- Your task -
Print each entry below precisely as shown.

**** Records for this exercise ****

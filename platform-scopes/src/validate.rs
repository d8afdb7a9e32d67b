//! # Validation
//!
//! Syntax checks for scopes, scope collections, and DNF scope expressions.
//! A scope is any string of printable ASCII (0x20-0x7E), including the empty
//! string and space, but no other whitespace or control characters.

use crate::error::{ScopeResult, ValidationError};

/// Check whether a string is a syntactically legal scope.
///
/// # Example
///
/// ```
/// use platform_scopes::validate::is_valid_scope;
///
/// assert!(is_valid_scope("queue:*"));
/// assert!(is_valid_scope(""));
/// assert!(!is_valid_scope("some:garbage\nauth:credentials"));
/// ```
pub fn is_valid_scope(scope: &str) -> bool {
    scope.bytes().all(|b| (0x20..=0x7e).contains(&b))
}

/// Validate a scope collection.
///
/// # Errors
///
/// Returns [`ValidationError::InvalidScope`] naming the first scope that is
/// not valid.
pub fn validate_scopes<S: AsRef<str>>(scopes: &[S]) -> ScopeResult<()> {
    match scopes.iter().position(|s| !is_valid_scope(s.as_ref())) {
        Some(index) => Err(ValidationError::InvalidScope {
            index,
            scope: scopes[index].as_ref().to_string(),
        }),
        None => Ok(()),
    }
}

/// Validate a scope expression in disjunctive normal form.
///
/// # Errors
///
/// Returns [`ValidationError::InvalidExpression`] naming the first scope
/// that is not valid, along with its conjunction.
pub fn validate_expression<C, S>(expression: &[C]) -> ScopeResult<()>
where
    C: AsRef<[S]>,
    S: AsRef<str>,
{
    for (conjunction, scopes) in expression.iter().enumerate() {
        if let Err(ValidationError::InvalidScope { index, scope }) = validate_scopes(scopes.as_ref()) {
            return Err(ValidationError::InvalidExpression {
                conjunction,
                index,
                scope,
            });
        }
    }
    Ok(())
}

#[cfg(test)]
mod tests {
    use super::*;

    #[test]
    fn test_valid_scopes() {
        assert!(is_valid_scope("auth:credentials"));
        assert!(is_valid_scope("queue:*"));
        assert!(is_valid_scope("secrets:garbage:foo bar"));
        assert!(is_valid_scope(""));
        assert!(is_valid_scope("~!@#$%^&()"));
    }

    #[test]
    fn test_invalid_scopes() {
        assert!(!is_valid_scope("some:garbage\nauth:credentials"));
        assert!(!is_valid_scope("some:garbage\0auth:credentials"));
        assert!(!is_valid_scope("tab\there"));
        assert!(!is_valid_scope("halt:\u{1f6c7}"));
        assert!(!is_valid_scope("caf\u{e9}"));
        assert!(!is_valid_scope("del\u{7f}"));
    }

    #[test]
    fn test_validate_scopes() {
        assert!(validate_scopes::<&str>(&[]).is_ok());
        assert!(validate_scopes(&["a", "b:*", ""]).is_ok());

        let err = validate_scopes(&["a", "b\n"]).unwrap_err();
        assert_eq!(
            err,
            ValidationError::InvalidScope {
                index: 1,
                scope: "b\n".to_string()
            }
        );
    }

    #[test]
    fn test_validate_expression() {
        let empty: [Vec<&str>; 0] = [];
        assert!(validate_expression(&empty).is_ok());
        assert!(validate_expression(&[Vec::<&str>::new()]).is_ok());
        assert!(validate_expression(&[vec!["a", "b"], vec!["c"]]).is_ok());

        let err = validate_expression(&[vec!["a"], vec!["b", "c\0"]]).unwrap_err();
        assert_eq!(
            err,
            ValidationError::InvalidExpression {
                conjunction: 1,
                index: 1,
                scope: "c\0".to_string()
            }
        );
    }
}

****

- Answer to the exercise -
filename platform-scopes/src/validate.rs
repository d8afdb7a9e32d67b
//! # Validation
//!
//! Syntax checks for scopes, scope collections, and DNF scope expressions.
//! A scope is any string of printable ASCII (0x20-0x7E), including the empty
//! string and space, but no other whitespace or control characters.

use crate::error::{ScopeResult, ValidationError};

/// Check whether a string is a syntactically legal scope.
///
/// # Example
///
/// ```
/// use platform_scopes::validate::is_valid_scope;
///
/// assert!(is_valid_scope("queue:*"));
/// assert!(is_valid_scope(""));
/// assert!(!is_valid_scope("some:garbage\nauth:credentials"));
/// ```
pub fn is_valid_scope(scope: &str) -> bool {
    scope.bytes().all(|b| (0x20..=0x7e).contains(&b))
}

/// Validate a scope collection.
///
/// # Errors
///
/// Returns [`ValidationError::InvalidScope`] naming the first scope that is
/// not valid.
pub fn validate_scopes<S: AsRef<str>>(scopes: &[S]) -> ScopeResult<()> {
    match scopes.iter().position(|s| !is_valid_scope(s.as_ref())) {
        Some(index) => Err(ValidationError::InvalidScope {
            index,
            scope: scopes[index].as_ref().to_string(),
        }),
        None => Ok(()),
    }
}

/// Validate a scope expression in disjunctive normal form.
///
/// # Errors
///
/// Returns [`ValidationError::InvalidExpression`] naming the first scope
/// that is not valid, along with its conjunction.
pub fn validate_expression<C, S>(expression: &[C]) -> ScopeResult<()>
where
    C: AsRef<[S]>,
    S: AsRef<str>,
{
    for (conjunction, scopes) in expression.iter().enumerate() {
        if let Err(ValidationError::InvalidScope { index, scope }) = validate_scopes(scopes.as_ref()) {
            return Err(ValidationError::InvalidExpression {
                conjunction,
                index,
                scope,
            });
        }
    }
    Ok(())
}

#[cfg(test)]
mod tests {
    use super::*;

    #[test]
    fn test_valid_scopes() {
        assert!(is_valid_scope("auth:credentials"));
        assert!(is_valid_scope("queue:*"));
        assert!(is_valid_scope("secrets:garbage:foo bar"));
        assert!(is_valid_scope(""));
        assert!(is_valid_scope("~!@#$%^&()"));
    }

    #[test]
    fn test_invalid_scopes() {
        assert!(!is_valid_scope("some:garbage\nauth:credentials"));
        assert!(!is_valid_scope("some:garbage\0auth:credentials"));
        assert!(!is_valid_scope("tab\there"));
        assert!(!is_valid_scope("halt:\u{1f6c7}"));
        assert!(!is_valid_scope("caf\u{e9}"));
        assert!(!is_valid_scope("del\u{7f}"));
    }

    #[test]
    fn test_validate_scopes() {
        assert!(validate_scopes::<&str>(&[]).is_ok());
        assert!(validate_scopes(&["a", "b:*", ""]).is_ok());

        let err = validate_scopes(&["a", "b\n"]).unwrap_err();
        assert_eq!(
            err,
            ValidationError::InvalidScope {
                index: 1,
                scope: "b\n".to_string()
            }
        );
    }

    #[test]
    fn test_validate_expression() {
        let empty: [Vec<&str>; 0] = [];
        assert!(validate_expression(&empty).is_ok());
        assert!(validate_expression(&[Vec::<&str>::new()]).is_ok());
        assert!(validate_expression(&[vec!["a", "b"], vec!["c"]]).is_ok());

        let err = validate_expression(&[vec!["a"], vec!["b", "c\0"]]).unwrap_err();
        assert_eq!(
            err,
            ValidationError::InvalidExpression {
                conjunction: 1,
                index: 1,
                scope: "c\0".to_string()
            }
        );
    }
}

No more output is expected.